Du brauchst mit Sicherheit keinen Meisterbrief um dich im Bereich Industrietechnik SPS Programmierung/Inbetriebnahmen Selbständig zu machen. Auch arbeiten an Industrieanlagen dürfen ausgeführt werden. Zuständig ist in diesem Fall die ansäßige Industrie und Handelskammer und nicht die Handwerkskammer.

Es gibt genügend Besipiele von Selbständigen Programmierern welche allesamt keinen Meisterbrief bzw. Titel haben.

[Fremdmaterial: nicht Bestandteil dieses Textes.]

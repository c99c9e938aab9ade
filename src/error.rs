use crate::maze::Position;

pub type Result<T> = std::result::Result<T, MazeError>;

#[derive(Debug, thiserror::Error)]
pub enum MazeError {
    #[error("invalid maze dimensions {rows}x{cols}: both must be at least 1")]
    InvalidDimensions { rows: usize, cols: usize },

    #[error("position {pos:?} is outside the {rows}x{cols} grid")]
    OutOfBounds {
        pos: Position,
        rows: usize,
        cols: usize,
    },

    /// Generation needs a fully walled grid with no visited cells.
    #[error("grid is not fresh: {visited} visited cells, {open_passages} open passages")]
    GridNotFresh {
        visited: usize,
        open_passages: usize,
    },

    #[error("cells {a:?} and {b:?} are not adjacent")]
    NotAdjacent { a: Position, b: Position },

    /// The exact solver exhausted the maze without reaching the exit.
    /// A generated maze is a spanning tree, so this means the grid was corrupted.
    #[error("no path from {from:?} to {to:?}")]
    NoPath { from: Position, to: Position },

    #[error(transparent)]
    Io(#[from] std::io::Error),
}
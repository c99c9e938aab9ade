pub mod cell;
pub mod direction;
mod grid;
mod render;

pub use cell::{Cell, Wall};
pub use direction::{Direction, wall_pair};
pub use grid::Grid;

/// A `(row, col)` coordinate in a [`Grid`].
pub type Position = (usize, usize);

/// Get neighbors of a cell, ignoring walls.
/// A neighbor is a cell one step away in the cardinal directions, yielded in
/// up, right, down, left order. Out-of-bounds positions yield nothing.
pub fn get_neighbors(pos: Position, grid: &Grid) -> impl Iterator<Item = Position> + '_ {
    Direction::CLOCKWISE
        .into_iter()
        .filter_map(move |d| grid.step(pos, d))
}
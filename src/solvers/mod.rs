mod dfs;
mod random_walk;

pub use dfs::{Solution, solve, solve_maze};
pub use random_walk::{Move, RandomWalkSolver, VisitedSet, WalkConfig, WalkStatus};

use crate::maze::Position;

/// An ordered, append-only sequence of positions.
#[derive(Debug, Clone, Default, PartialEq, Eq)]
pub struct Path(Vec<Position>);

impl Path {
    pub fn new() -> Self {
        Path(Vec::new())
    }

    pub fn push(&mut self, pos: Position) {
        self.0.push(pos);
    }

    pub fn len(&self) -> usize {
        self.0.len()
    }

    pub fn is_empty(&self) -> bool {
        self.0.is_empty()
    }

    pub fn as_slice(&self) -> &[Position] {
        &self.0
    }

    pub fn last(&self) -> Option<Position> {
        self.0.last().copied()
    }

    /// The same positions in the opposite order.
    pub fn reversed(&self) -> Path {
        Path(self.0.iter().rev().copied().collect())
    }
}

impl From<Vec<Position>> for Path {
    fn from(positions: Vec<Position>) -> Self {
        Path(positions)
    }
}

pub enum Solver {
    Dfs,
    RandomWalk,
}

impl std::fmt::Display for Solver {
    fn fmt(&self, f: &mut std::fmt::Formatter<'_>) -> std::fmt::Result {
        match self {
            Solver::Dfs => write!(f, "Depth-First Search (DFS)"),
            Solver::RandomWalk => write!(f, "Random Walk"),
        }
    }
}
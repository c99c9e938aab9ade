use super::Path;
use crate::{
    error::{MazeError, Result},
    maze::{Grid, Position},
};

/// A path through the maze together with how much of the maze was searched to find it.
#[derive(Debug, Clone, PartialEq)]
pub struct Solution {
    /// Entrance first, exit last.
    pub path: Path,
    /// Number of distinct cells the search entered, including both endpoints.
    pub explored: usize,
}

/// Depth-first search with backtracking from `entrance` to `exit`, through open walls only.
///
/// Neighbors are tried in top, right, bottom, left order and the first branch that reaches
/// the exit wins, so the same maze always yields the same path. The recursion is unrolled
/// onto an explicit stack of `(cell, next neighbor index)` frames; when the exit is found
/// the frames on the stack are exactly the path.
pub fn solve(grid: &Grid, entrance: Position, exit: Position) -> Result<Solution> {
    grid.check_bounds(entrance)?;
    grid.check_bounds(exit)?;

    let ravel = |pos: Position| pos.0 * grid.cols() + pos.1;
    let mut visited = vec![false; grid.len()];
    visited[ravel(entrance)] = true;
    let mut explored = 1;

    if entrance == exit {
        return Ok(Solution {
            path: Path::from(vec![entrance]),
            explored,
        });
    }

    let mut stack: Vec<(Position, usize)> = vec![(entrance, 0)];
    while let Some(frame) = stack.last_mut() {
        let (pos, idx) = *frame;
        frame.1 += 1;

        match grid.open_neighbors(pos).nth(idx) {
            // Every neighbor tried, this branch is a dead end
            None => {
                stack.pop();
            }
            Some(next) if visited[ravel(next)] => {}
            Some(next) => {
                visited[ravel(next)] = true;
                explored += 1;
                if next == exit {
                    let path = stack
                        .iter()
                        .map(|&(p, _)| p)
                        .chain(std::iter::once(next))
                        .collect::<Vec<_>>();
                    tracing::debug!(
                        "[dfs] reached {:?} after exploring {} cells, path length {}",
                        exit,
                        explored,
                        path.len()
                    );
                    return Ok(Solution {
                        path: Path::from(path),
                        explored,
                    });
                }
                stack.push((next, 0));
            }
        }
    }

    Err(MazeError::NoPath {
        from: entrance,
        to: exit,
    })
}

/// Solve from the top-left corner to the bottom-right corner.
pub fn solve_maze(grid: &Grid) -> Result<Solution> {
    solve(grid, (0, 0), grid.last())
}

Im Handwerk sieht die Sache hingegen wieder anders aus, hier ist ein Meisterbrief zwingend notwendig.


----------



## Gerd_R (4 Januar 2005)

Soweit ich weiß, ist der SPS-Techniker nach VDMA nur eine Berufszusatzqualifikation, und keinesfalls mit einem Elektro-Techniker zu verwechseln. Es fehlt dabei die staatliche Prüfung, und damit die Zulassung. Ich wäre an dieser Stelle vorsichtig, weil du ja auch im Bedarfsfall für das ein oder andere haften müsstest, und die Berufsgenossenschaft da sicher sehr genau hinsieht.


----------



## Kojote (5 Januar 2005)

*ooooo jaaaa*

Jaaaaaa !!!!

SEHR WICHTIG!

Der SPS-Techniker ist in keinster weise mit dem
Staatlich gepr. Techniker zu verwechseln.

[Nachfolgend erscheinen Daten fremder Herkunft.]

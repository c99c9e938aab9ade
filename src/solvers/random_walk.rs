use rand::Rng;

use super::Path;
use crate::maze::{Grid, Position};

/// Chance of jumping back to a visited cell after bumping into a wall.
const TELEPORT_PROBABILITY: f64 = 0.5;

#[derive(Debug, Clone, Copy, PartialEq, Eq)]
pub struct WalkConfig {
    /// Give up once this many steps have been taken.
    pub max_steps: usize,
}

impl Default for WalkConfig {
    fn default() -> Self {
        Self {
            max_steps: 1_000_000,
        }
    }
}

#[derive(Debug, Clone, Copy, PartialEq, Eq)]
pub enum WalkStatus {
    Running,
    Solved,
    GaveUp,
}

/// What a single call to [`RandomWalkSolver::make_move`] did.
#[derive(Debug, Clone, Copy, PartialEq, Eq)]
pub enum Move {
    /// Moved through an open wall.
    Stepped(Position),
    /// Hit a wall and jumped to a previously visited cell.
    Teleported(Position),
    /// Hit a wall and stayed put.
    Stayed,
    /// Standing on the exit.
    Solved,
    /// Ran out of steps.
    GaveUp,
    /// The walk had already ended; nothing happened.
    Finished,
}

/// Distinct positions with O(1) membership and uniform sampling.
///
/// Membership is a dense bitmap over the grid, the positions themselves live in a vector in
/// first-visit order. Sampling picks a vector index uniformly, so every distinct position is
/// equally likely regardless of when or how often it was visited.
#[derive(Debug, Clone)]
pub struct VisitedSet {
    member: Vec<bool>,
    positions: Vec<Position>,
    cols: usize,
}

impl VisitedSet {
    pub fn new(rows: usize, cols: usize) -> Self {
        VisitedSet {
            member: vec![false; rows * cols],
            positions: Vec::new(),
            cols,
        }
    }

    fn ravel_index(&self, pos: Position) -> usize {
        pos.0 * self.cols + pos.1
    }

    /// Returns true if the position was not already present.
    pub fn insert(&mut self, pos: Position) -> bool {
        let idx = self.ravel_index(pos);
        if self.member[idx] {
            return false;
        }
        self.member[idx] = true;
        self.positions.push(pos);
        true
    }

    pub fn contains(&self, pos: Position) -> bool {
        pos.1 < self.cols
            && self
                .member
                .get(self.ravel_index(pos))
                .copied()
                .unwrap_or(false)
    }

    pub fn len(&self) -> usize {
        self.positions.len()
    }

    pub fn is_empty(&self) -> bool {
        self.positions.is_empty()
    }

    pub fn choose<R: Rng + ?Sized>(&self, rng: &mut R) -> Option<Position> {
        if self.positions.is_empty() {
            return None;
        }
        Some(self.positions[rng.random_range(0..self.positions.len())])
    }
}

/// A deliberately poor maze solver.
///
/// Each move picks a random adjacent cell without looking at walls, and only then checks
/// whether the wall is actually open. Blocked moves either leave the walker in place or,
/// with probability one half, teleport it to a random cell it has already stood on.
/// The walk starts at the top-left corner and ends at the bottom-right one, or after
/// `max_steps` moves.
pub struct RandomWalkSolver<'g, R> {
    grid: &'g Grid,
    rng: R,
    current_pos: Position,
    end_pos: Position,
    visited: VisitedSet,
    steps: usize,
    max_steps: usize,
    path: Path,
    status: WalkStatus,
    teleports: usize,
}

impl<'g, R: Rng> RandomWalkSolver<'g, R> {
    pub fn new(grid: &'g Grid, rng: R, config: WalkConfig) -> Self {
        RandomWalkSolver {
            grid,
            rng,
            current_pos: (0, 0),
            end_pos: grid.last(),
            visited: VisitedSet::new(grid.rows(), grid.cols()),
            steps: 0,
            max_steps: config.max_steps,
            path: Path::new(),
            status: WalkStatus::Running,
            teleports: 0,
        }
    }

    pub fn current_pos(&self) -> Position {
        self.current_pos
    }

    pub fn end_pos(&self) -> Position {
        self.end_pos
    }

    pub fn steps(&self) -> usize {
        self.steps
    }

    pub fn max_steps(&self) -> usize {
        self.max_steps
    }

    pub fn teleports(&self) -> usize {
        self.teleports
    }

    /// Every successful move through an open wall, in order.
    pub fn path(&self) -> &Path {
        &self.path
    }

    pub fn visited(&self) -> &VisitedSet {
        &self.visited
    }

    pub fn status(&self) -> WalkStatus {
        self.status
    }

    pub fn solved(&self) -> bool {
        self.status == WalkStatus::Solved
    }

    pub fn gave_up(&self) -> bool {
        self.status == WalkStatus::GaveUp
    }

    pub fn is_finished(&self) -> bool {
        self.status != WalkStatus::Running
    }

    /// Cells one step away, ignoring walls, in up, down, left, right order.
    fn possible_moves(&self, (row, col): Position) -> Vec<Position> {
        let mut moves = Vec::with_capacity(4);
        if row > 0 {
            moves.push((row - 1, col));
        }
        if row + 1 < self.grid.rows() {
            moves.push((row + 1, col));
        }
        if col > 0 {
            moves.push((row, col - 1));
        }
        if col + 1 < self.grid.cols() {
            moves.push((row, col + 1));
        }
        moves
    }

    pub fn make_move(&mut self) -> Move {
        if self.is_finished() {
            return Move::Finished;
        }

        self.steps += 1;
        if self.steps > self.max_steps {
            self.status = WalkStatus::GaveUp;
            tracing::debug!("[random walk] gave up after {} steps", self.max_steps);
            return Move::GaveUp;
        }

        self.visited.insert(self.current_pos);

        if self.current_pos == self.end_pos {
            self.status = WalkStatus::Solved;
            tracing::debug!("[random walk] reached the exit in {} steps", self.steps);
            return Move::Solved;
        }

        let moves = self.possible_moves(self.current_pos);
        if moves.is_empty() {
            return Move::Stayed;
        }
        let next = moves[self.rng.random_range(0..moves.len())];

        // Only now look at the walls
        if self.grid.is_open(self.current_pos, next) {
            self.current_pos = next;
            self.path.push(next);
            return Move::Stepped(next);
        }

        if self.rng.random_bool(TELEPORT_PROBABILITY) {
            if let Some(target) = self.visited.choose(&mut self.rng) {
                self.current_pos = target;
                self.teleports += 1;
                return Move::Teleported(target);
            }
        }
        Move::Stayed
    }

    /// Keep moving until the walk is solved or abandoned.
    pub fn run_to_end(&mut self) -> WalkStatus {
        while !self.is_finished() {
            self.make_move();
        }
        self.status
    }
}

#[cfg(test)]
mod tests {
    use super::*;
    use crate::generators::generate;
    use rand::{SeedableRng, rngs::StdRng};

    fn maze(rows: usize, cols: usize, seed: u64) -> Grid {
        let mut grid = Grid::new(rows, cols).unwrap();
        generate(&mut grid, &mut StdRng::seed_from_u64(seed), (0, 0)).unwrap();
        grid
    }

    #[test]
    fn test_zero_max_steps_gives_up_immediately() {
        let grid = maze(5, 5, 1);
        let mut solver =
            RandomWalkSolver::new(&grid, StdRng::seed_from_u64(1), WalkConfig { max_steps: 0 });
        assert_eq!(solver.make_move(), Move::GaveUp);
        assert!(solver.gave_up());
        assert!(!solver.solved());
        assert_eq!(solver.steps(), 1);
        assert!(solver.visited().is_empty());
    }

    #[test]
    fn test_single_cell_solves_on_first_move() {
        let grid = maze(1, 1, 0);
        let mut solver = RandomWalkSolver::new(&grid, StdRng::seed_from_u64(0), WalkConfig::default());
        assert_eq!(solver.make_move(), Move::Solved);
        assert_eq!(solver.steps(), 1);
        assert!(solver.path().is_empty());
    }

    #[test]
    fn test_terminal_states_are_sticky() {
        let grid = maze(30, 30, 2);
        let mut solver =
            RandomWalkSolver::new(&grid, StdRng::seed_from_u64(2), WalkConfig { max_steps: 50 });
        assert_eq!(solver.run_to_end(), WalkStatus::GaveUp);
        assert_eq!(solver.steps(), 51);
        let pos = solver.current_pos();
        for _ in 0..10 {
            assert_eq!(solver.make_move(), Move::Finished);
        }
        assert_eq!(solver.steps(), 51);
        assert_eq!(solver.current_pos(), pos);
        assert!(solver.gave_up() && !solver.solved());
    }

    #[test]
    fn test_steps_bounded_by_max_steps() {
        for seed in 0..10 {
            let grid = maze(12, 12, seed);
            let config = WalkConfig { max_steps: 300 };
            let mut solver = RandomWalkSolver::new(&grid, StdRng::seed_from_u64(seed), config);
            let status = solver.run_to_end();
            assert!(solver.steps() <= config.max_steps + 1);
            match status {
                WalkStatus::Solved => assert_eq!(solver.current_pos(), solver.end_pos()),
                WalkStatus::GaveUp => assert_eq!(solver.steps(), config.max_steps + 1),
                WalkStatus::Running => panic!("run_to_end returned while running"),
            }
        }
    }

    #[test]
    fn test_small_maze_gets_solved() {
        let grid = maze(3, 3, 4);
        let mut solver = RandomWalkSolver::new(&grid, StdRng::seed_from_u64(4), WalkConfig::default());
        assert_eq!(solver.run_to_end(), WalkStatus::Solved);
        assert_eq!(solver.current_pos(), (2, 2));
        assert!(solver.visited().contains((0, 0)));
        assert!(solver.visited().contains((2, 2)));
    }

    #[test]
    fn test_moves_respect_walls_and_teleports_stay_in_visited() {
        let grid = maze(15, 15, 8);
        let mut solver =
            RandomWalkSolver::new(&grid, StdRng::seed_from_u64(8), WalkConfig { max_steps: 20_000 });
        let mut seen = VisitedSet::new(grid.rows(), grid.cols());
        let mut teleports = 0;
        while !solver.is_finished() {
            let before = solver.current_pos();
            seen.insert(before);
            match solver.make_move() {
                Move::Stepped(next) => {
                    assert!(grid.is_open(before, next));
                    assert_eq!(solver.path().last(), Some(next));
                }
                Move::Teleported(target) => {
                    assert!(seen.contains(target), "teleported to unvisited {:?}", target);
                    teleports += 1;
                }
                Move::Stayed => assert_eq!(solver.current_pos(), before),
                Move::Solved | Move::GaveUp => {}
                Move::Finished => panic!("move after the walk ended"),
            }
        }
        assert_eq!(teleports, solver.teleports());
    }

    #[test]
    fn test_corridor_never_blocked() {
        let mut grid = Grid::new(1, 8).unwrap();
        for col in 1..8 {
            grid.remove_wall_between((0, col - 1), (0, col)).unwrap();
        }
        let mut solver = RandomWalkSolver::new(&grid, StdRng::seed_from_u64(6), WalkConfig::default());
        assert_eq!(solver.run_to_end(), WalkStatus::Solved);
        assert_eq!(solver.teleports(), 0);
        assert_eq!(solver.path().len(), solver.steps() - 1);
    }

    #[test]
    fn test_path_records_steps_in_order() {
        let grid = maze(8, 8, 12);
        let mut solver =
            RandomWalkSolver::new(&grid, StdRng::seed_from_u64(12), WalkConfig { max_steps: 5_000 });
        let mut stepped = Vec::new();
        while !solver.is_finished() {
            if let Move::Stepped(next) = solver.make_move() {
                stepped.push(next);
            }
        }
        assert_eq!(solver.path(), &Path::from(stepped));
    }

    #[test]
    fn test_visited_set_sampling_is_uniform_over_distinct_cells() {
        let mut set = VisitedSet::new(2, 2);
        assert!(set.insert((0, 0)));
        for _ in 0..50 {
            assert!(!set.insert((0, 0)));
        }
        assert!(set.insert((1, 1)));
        assert_eq!(set.len(), 2);
        assert!(!set.contains((0, 1)));
        assert!(!set.contains((5, 5)));

        let mut rng = StdRng::seed_from_u64(0);
        let hits = (0..10_000)
            .filter(|_| set.choose(&mut rng) == Some((1, 1)))
            .count();
        assert!((4_000..6_000).contains(&hits), "biased sampling: {}", hits);
        assert_eq!(VisitedSet::new(1, 1).choose(&mut rng), None);
    }
}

Der SPS-Techniker ist eigentlich nicht mehr als
ein längerer Wochendkurs mit ringelpietz   :lol: 

Der Staatlich gepr. Techniker  dauert hingegen
in Teilzeit 4 Jahre  :!: 
- mit anschließender Staalichen Prüfung.

Allso jeder der meint er sei als SPS-Techniker
ebenso qualifiziert wie ein St. gep. Techniker,
irrt gewaltig....

Kojote


----------



## bapfy (5 Januar 2005)

Und wie ist das mit der SPS Fachkraft, zählt denk ich mehr als der SPS-Techniker.... oder?


----------



## Anonymous (5 Januar 2005)

Hallo,

*Techniker* oder *Fachkraft* oder *Betriebswirt* 
sind keine geschützten Bezeichnungen. Selbst eine 
Schießbude könnte beispielsweise den Techniker 
verleihen, weil man den Schraubendreher 
geschossen hat.

Man muss deshalb immer sehen, wer das Papier 
ausgestellt hat.

Allerdings bin ich persönlich der Meinung, dass bei
uns im alten Deutschland viel zu sehr auf die 
Papierchen (bekanntlich geduldig) geachtet wird 
als auf das, was jemand wirklich kann.

Viele Grüße

Gerhard Bäurle


----------



## Anonymous (8 Januar 2005)

Hi

Ich kann mich der Meinung von Gerhard Bäurle
nur anschließen.

Es gibt viele gute Leute die keine Papiere haben.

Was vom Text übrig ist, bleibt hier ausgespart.